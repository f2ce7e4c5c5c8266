//! Built-in content extractors.
//!
//! All extractors implement the `ContentExtractor` plugin trait and are
//! registered through [`register_default_extractors`].

use crate::Result;
use crate::plugins::ExtractorRegistry;
use std::sync::Arc;

pub mod fallback;
pub mod image;
pub mod text;

#[cfg(feature = "office")]
pub mod docx;
#[cfg(feature = "pdf")]
pub mod pdf;

pub use fallback::FallbackExtractor;
pub use image::ImageExtractor;
pub use text::PlainTextExtractor;

#[cfg(feature = "office")]
pub use docx::DocxExtractor;
#[cfg(feature = "pdf")]
pub use pdf::PdfExtractor;

/// Register the built-in extractors and the fallback with `registry`.
pub fn register_default_extractors(registry: &mut ExtractorRegistry) -> Result<()> {
    registry.register(Arc::new(PlainTextExtractor::new()))?;
    registry.register(Arc::new(ImageExtractor::new()))?;

    #[cfg(feature = "pdf")]
    registry.register(Arc::new(PdfExtractor::new()))?;
    #[cfg(feature = "office")]
    registry.register(Arc::new(DocxExtractor::new()))?;

    registry.set_fallback(Arc::new(FallbackExtractor::new()))?;

    Ok(())
}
☆ ☆ ☆
Beginning with the line holding "pub use fallback::FallbackExtractor;" and ending with the line holding "pub fn register_default_extractors(registry: &mut", write out the stretch of material above exactly; add no further lines.

Expected answer |
pub use fallback::FallbackExtractor;
pub use image::ImageExtractor;
pub use text::PlainTextExtractor;

#[cfg(feature = "office")]
pub use docx::DocxExtractor;
#[cfg(feature = "pdf")]
pub use pdf::PdfExtractor;

/// Register the built-in extractors and the fallback with `registry`.
pub fn register_default_extractors(registry: &mut ExtractorRegistry) -> Result<()> {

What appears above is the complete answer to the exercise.